INSTRUCTIONS FOR THE TASK>
Gather all lines with "body" from the records.

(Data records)
....................

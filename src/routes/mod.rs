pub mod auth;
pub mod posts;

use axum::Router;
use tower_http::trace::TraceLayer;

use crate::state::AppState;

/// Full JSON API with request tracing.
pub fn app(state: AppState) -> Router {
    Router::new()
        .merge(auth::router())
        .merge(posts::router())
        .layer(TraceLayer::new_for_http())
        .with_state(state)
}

....................

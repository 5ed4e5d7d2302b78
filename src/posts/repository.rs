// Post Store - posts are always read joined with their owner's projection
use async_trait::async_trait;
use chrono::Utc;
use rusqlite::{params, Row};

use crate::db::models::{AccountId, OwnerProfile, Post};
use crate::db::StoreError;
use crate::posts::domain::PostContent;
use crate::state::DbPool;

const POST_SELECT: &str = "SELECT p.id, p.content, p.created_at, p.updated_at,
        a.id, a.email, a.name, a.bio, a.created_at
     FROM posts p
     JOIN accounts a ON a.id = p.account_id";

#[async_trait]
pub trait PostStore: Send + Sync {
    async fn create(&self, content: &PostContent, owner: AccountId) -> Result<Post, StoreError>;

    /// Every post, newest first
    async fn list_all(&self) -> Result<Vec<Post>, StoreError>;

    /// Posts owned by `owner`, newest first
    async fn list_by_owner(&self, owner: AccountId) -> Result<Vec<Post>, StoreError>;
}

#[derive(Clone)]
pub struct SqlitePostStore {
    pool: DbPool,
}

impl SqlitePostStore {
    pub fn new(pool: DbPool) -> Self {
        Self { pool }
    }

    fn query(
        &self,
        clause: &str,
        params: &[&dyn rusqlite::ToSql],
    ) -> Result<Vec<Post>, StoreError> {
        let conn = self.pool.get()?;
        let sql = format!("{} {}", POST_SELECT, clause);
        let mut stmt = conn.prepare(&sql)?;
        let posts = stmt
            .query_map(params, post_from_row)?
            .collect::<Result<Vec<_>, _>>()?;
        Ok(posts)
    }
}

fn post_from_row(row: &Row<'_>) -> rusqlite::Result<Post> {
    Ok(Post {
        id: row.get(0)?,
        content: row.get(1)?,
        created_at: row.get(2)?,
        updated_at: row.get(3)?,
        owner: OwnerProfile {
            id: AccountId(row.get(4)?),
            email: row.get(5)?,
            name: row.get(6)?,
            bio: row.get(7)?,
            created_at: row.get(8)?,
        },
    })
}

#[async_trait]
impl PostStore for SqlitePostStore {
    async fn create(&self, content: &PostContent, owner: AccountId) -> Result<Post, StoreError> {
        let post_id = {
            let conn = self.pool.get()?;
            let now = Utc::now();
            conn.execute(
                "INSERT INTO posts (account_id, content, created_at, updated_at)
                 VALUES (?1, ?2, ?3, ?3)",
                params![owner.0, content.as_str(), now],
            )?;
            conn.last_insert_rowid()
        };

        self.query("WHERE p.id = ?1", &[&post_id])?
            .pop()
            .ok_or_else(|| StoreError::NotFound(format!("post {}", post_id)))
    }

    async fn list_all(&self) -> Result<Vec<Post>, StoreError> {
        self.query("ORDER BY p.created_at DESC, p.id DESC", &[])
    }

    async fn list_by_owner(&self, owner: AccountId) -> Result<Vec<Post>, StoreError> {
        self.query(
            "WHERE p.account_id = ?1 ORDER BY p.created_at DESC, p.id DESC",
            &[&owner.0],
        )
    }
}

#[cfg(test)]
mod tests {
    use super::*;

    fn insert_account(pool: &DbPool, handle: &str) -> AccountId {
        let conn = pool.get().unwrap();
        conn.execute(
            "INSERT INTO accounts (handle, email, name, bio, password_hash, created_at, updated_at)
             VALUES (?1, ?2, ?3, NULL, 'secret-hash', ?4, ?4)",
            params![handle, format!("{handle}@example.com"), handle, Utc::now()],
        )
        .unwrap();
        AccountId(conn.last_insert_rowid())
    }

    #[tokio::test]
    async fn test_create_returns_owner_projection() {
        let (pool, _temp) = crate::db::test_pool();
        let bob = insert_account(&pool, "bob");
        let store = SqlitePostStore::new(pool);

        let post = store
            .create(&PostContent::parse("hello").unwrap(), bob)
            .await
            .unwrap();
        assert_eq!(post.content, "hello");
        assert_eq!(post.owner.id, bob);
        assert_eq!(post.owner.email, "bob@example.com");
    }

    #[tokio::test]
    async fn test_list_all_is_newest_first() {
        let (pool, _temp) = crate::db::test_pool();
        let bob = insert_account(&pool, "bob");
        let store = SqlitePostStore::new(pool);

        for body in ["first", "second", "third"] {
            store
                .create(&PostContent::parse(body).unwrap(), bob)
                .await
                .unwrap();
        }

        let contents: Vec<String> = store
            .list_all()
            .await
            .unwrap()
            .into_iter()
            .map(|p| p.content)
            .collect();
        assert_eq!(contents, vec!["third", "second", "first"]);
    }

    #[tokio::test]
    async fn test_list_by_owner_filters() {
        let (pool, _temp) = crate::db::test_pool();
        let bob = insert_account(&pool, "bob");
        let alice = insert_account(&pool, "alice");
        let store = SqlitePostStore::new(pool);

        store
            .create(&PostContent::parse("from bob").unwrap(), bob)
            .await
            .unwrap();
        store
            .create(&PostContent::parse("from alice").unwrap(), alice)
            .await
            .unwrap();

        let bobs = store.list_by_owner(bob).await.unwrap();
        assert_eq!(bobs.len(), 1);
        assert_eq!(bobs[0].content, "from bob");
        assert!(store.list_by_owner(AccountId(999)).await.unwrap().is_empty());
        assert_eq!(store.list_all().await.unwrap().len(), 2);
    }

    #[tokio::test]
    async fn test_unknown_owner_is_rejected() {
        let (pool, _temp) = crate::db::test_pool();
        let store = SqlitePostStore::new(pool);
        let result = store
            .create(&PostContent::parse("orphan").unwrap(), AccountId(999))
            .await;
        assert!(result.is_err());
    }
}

....................

TASK ANSWER>
        for body in ["first", "second", "third"] {
                .create(&PostContent::parse(body).unwrap(), bob)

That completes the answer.